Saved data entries

........

//! Collaborator seams.
//!
//! The scheduler never renders anything or talks to a chat platform
//! itself. It calls a [`Notifier`] after each committed transition and
//! pulls ticket weights from a [`TicketSource`] at finalize time.

use raffler_core::{ActorId, Entity};
use tracing::info;

use crate::error::NotifyError;

/// Result of a notifier call.
pub type NotifyResult = std::result::Result<(), NotifyError>;

/// Presentation and messaging collaborator.
///
/// Every terminal callback is invoked at most once per entity, after the
/// transition has been committed to the store. Errors are logged and
/// counted; they never undo the transition and are not retried.
#[async_trait::async_trait]
pub trait Notifier: Send + Sync {
    /// Refreshes the live display of an active entity.
    async fn render_status(&self, entity: &Entity) -> NotifyResult;

    /// A standalone giveaway ended with `winners` (possibly empty).
    async fn notify_terminal(&self, entity: &Entity, winners: &[ActorId]) -> NotifyResult;

    /// `entity` was cancelled by `cancelled_by`.
    async fn notify_cancelled(&self, entity: &Entity, cancelled_by: &ActorId) -> NotifyResult;

    /// A chain phase ended and `next` now runs with `qualifiers`.
    async fn notify_chain_advanced(
        &self,
        finished: &Entity,
        next: &Entity,
        qualifiers: &[ActorId],
    ) -> NotifyResult;

    /// The last phase of a chain ended with the tournament's `winners`.
    ///
    /// `winners` is empty when an earlier phase had nobody left to
    /// qualify.
    async fn notify_chain_terminal(&self, last: &Entity, winners: &[ActorId]) -> NotifyResult;

    /// Re-establishes the external context of a recovered entity (its
    /// display surface, its channel).
    ///
    /// An error makes recovery drop the entity instead of re-arming it.
    async fn resolve_context(&self, _entity: &Entity) -> NotifyResult {
        Ok(())
    }
}

/// Reward collaborator queried for ticket weights at finalize.
#[async_trait::async_trait]
pub trait TicketSource: Send + Sync {
    /// Weight for `actor`, or `None` if the reward system has no answer.
    async fn ticket_weight(&self, actor: &ActorId) -> Option<u32>;
}

/// A reward system that never answers; everyone draws with weight 1.
#[derive(Debug, Clone, Copy, Default)]
pub struct NoTickets;

#[async_trait::async_trait]
impl TicketSource for NoTickets {
    async fn ticket_weight(&self, _actor: &ActorId) -> Option<u32> {
        None
    }
}

/// Notifier that reports every callback through `tracing`.
///
/// Used by `raffler run` when no presentation layer is attached.
#[derive(Debug, Clone, Copy, Default)]
pub struct LogNotifier;

fn names(actors: &[ActorId]) -> String {
    actors
        .iter()
        .map(ActorId::as_str)
        .collect::<Vec<_>>()
        .join(", ")
}

#[async_trait::async_trait]
impl Notifier for LogNotifier {
    async fn render_status(&self, entity: &Entity) -> NotifyResult {
        tracing::debug!(
            entity_id = %entity.id,
            participants = entity.participants.len(),
            end_time = %entity.end_time,
            "status"
        );
        Ok(())
    }

    async fn notify_terminal(&self, entity: &Entity, winners: &[ActorId]) -> NotifyResult {
        if winners.is_empty() {
            info!(entity_id = %entity.id, prize = %entity.prize, "giveaway ended without participants");
        } else {
            info!(
                entity_id = %entity.id,
                prize = %entity.prize,
                winners = %names(winners),
                "giveaway ended"
            );
        }
        Ok(())
    }

    async fn notify_cancelled(&self, entity: &Entity, cancelled_by: &ActorId) -> NotifyResult {
        info!(entity_id = %entity.id, %cancelled_by, "giveaway cancelled");
        Ok(())
    }

    async fn notify_chain_advanced(
        &self,
        finished: &Entity,
        next: &Entity,
        qualifiers: &[ActorId],
    ) -> NotifyResult {
        info!(
            finished = %finished.id,
            next = %next.id,
            phase = next.phase_index,
            of = next.total_phases,
            qualifiers = %names(qualifiers),
            "tournament advanced"
        );
        Ok(())
    }

    async fn notify_chain_terminal(&self, last: &Entity, winners: &[ActorId]) -> NotifyResult {
        info!(
            entity_id = %last.id,
            prize = %last.prize,
            winners = %names(winners),
            "tournament finished"
        );
        Ok(())
    }
}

........

**Work to be completed**
Write out every record, exactly as written.

**Exercise answer**
//! Collaborator seams.
//!
//! The scheduler never renders anything or talks to a chat platform
//! itself. It calls a [`Notifier`] after each committed transition and
//! pulls ticket weights from a [`TicketSource`] at finalize time.

use raffler_core::{ActorId, Entity};
use tracing::info;

use crate::error::NotifyError;

/// Result of a notifier call.
pub type NotifyResult = std::result::Result<(), NotifyError>;

/// Presentation and messaging collaborator.
///
/// Every terminal callback is invoked at most once per entity, after the
/// transition has been committed to the store. Errors are logged and
/// counted; they never undo the transition and are not retried.
#[async_trait::async_trait]
pub trait Notifier: Send + Sync {
    /// Refreshes the live display of an active entity.
    async fn render_status(&self, entity: &Entity) -> NotifyResult;

    /// A standalone giveaway ended with `winners` (possibly empty).
    async fn notify_terminal(&self, entity: &Entity, winners: &[ActorId]) -> NotifyResult;

    /// `entity` was cancelled by `cancelled_by`.
    async fn notify_cancelled(&self, entity: &Entity, cancelled_by: &ActorId) -> NotifyResult;

    /// A chain phase ended and `next` now runs with `qualifiers`.
    async fn notify_chain_advanced(
        &self,
        finished: &Entity,
        next: &Entity,
        qualifiers: &[ActorId],
    ) -> NotifyResult;

    /// The last phase of a chain ended with the tournament's `winners`.
    ///
    /// `winners` is empty when an earlier phase had nobody left to
    /// qualify.
    async fn notify_chain_terminal(&self, last: &Entity, winners: &[ActorId]) -> NotifyResult;

    /// Re-establishes the external context of a recovered entity (its
    /// display surface, its channel).
    ///
    /// An error makes recovery drop the entity instead of re-arming it.
    async fn resolve_context(&self, _entity: &Entity) -> NotifyResult {
        Ok(())
    }
}

/// Reward collaborator queried for ticket weights at finalize.
#[async_trait::async_trait]
pub trait TicketSource: Send + Sync {
    /// Weight for `actor`, or `None` if the reward system has no answer.
    async fn ticket_weight(&self, actor: &ActorId) -> Option<u32>;
}

/// A reward system that never answers; everyone draws with weight 1.
#[derive(Debug, Clone, Copy, Default)]
pub struct NoTickets;

#[async_trait::async_trait]
impl TicketSource for NoTickets {
    async fn ticket_weight(&self, _actor: &ActorId) -> Option<u32> {
        None
    }
}

/// Notifier that reports every callback through `tracing`.
///
/// Used by `raffler run` when no presentation layer is attached.
#[derive(Debug, Clone, Copy, Default)]
pub struct LogNotifier;

fn names(actors: &[ActorId]) -> String {
    actors
        .iter()
        .map(ActorId::as_str)
        .collect::<Vec<_>>()
        .join(", ")
}

#[async_trait::async_trait]
impl Notifier for LogNotifier {
    async fn render_status(&self, entity: &Entity) -> NotifyResult {
        tracing::debug!(
            entity_id = %entity.id,
            participants = entity.participants.len(),
            end_time = %entity.end_time,
            "status"
        );
        Ok(())
    }

    async fn notify_terminal(&self, entity: &Entity, winners: &[ActorId]) -> NotifyResult {
        if winners.is_empty() {
            info!(entity_id = %entity.id, prize = %entity.prize, "giveaway ended without participants");
        } else {
            info!(
                entity_id = %entity.id,
                prize = %entity.prize,
                winners = %names(winners),
                "giveaway ended"
            );
        }
        Ok(())
    }

    async fn notify_cancelled(&self, entity: &Entity, cancelled_by: &ActorId) -> NotifyResult {
        info!(entity_id = %entity.id, %cancelled_by, "giveaway cancelled");
        Ok(())
    }

    async fn notify_chain_advanced(
        &self,
        finished: &Entity,
        next: &Entity,
        qualifiers: &[ActorId],
    ) -> NotifyResult {
        info!(
            finished = %finished.id,
            next = %next.id,
            phase = next.phase_index,
            of = next.total_phases,
            qualifiers = %names(qualifiers),
            "tournament advanced"
        );
        Ok(())
    }

    async fn notify_chain_terminal(&self, last: &Entity, winners: &[ActorId]) -> NotifyResult {
        info!(
            entity_id = %last.id,
            prize = %last.prize,
            winners = %names(winners),
            "tournament finished"
        );
        Ok(())
    }
}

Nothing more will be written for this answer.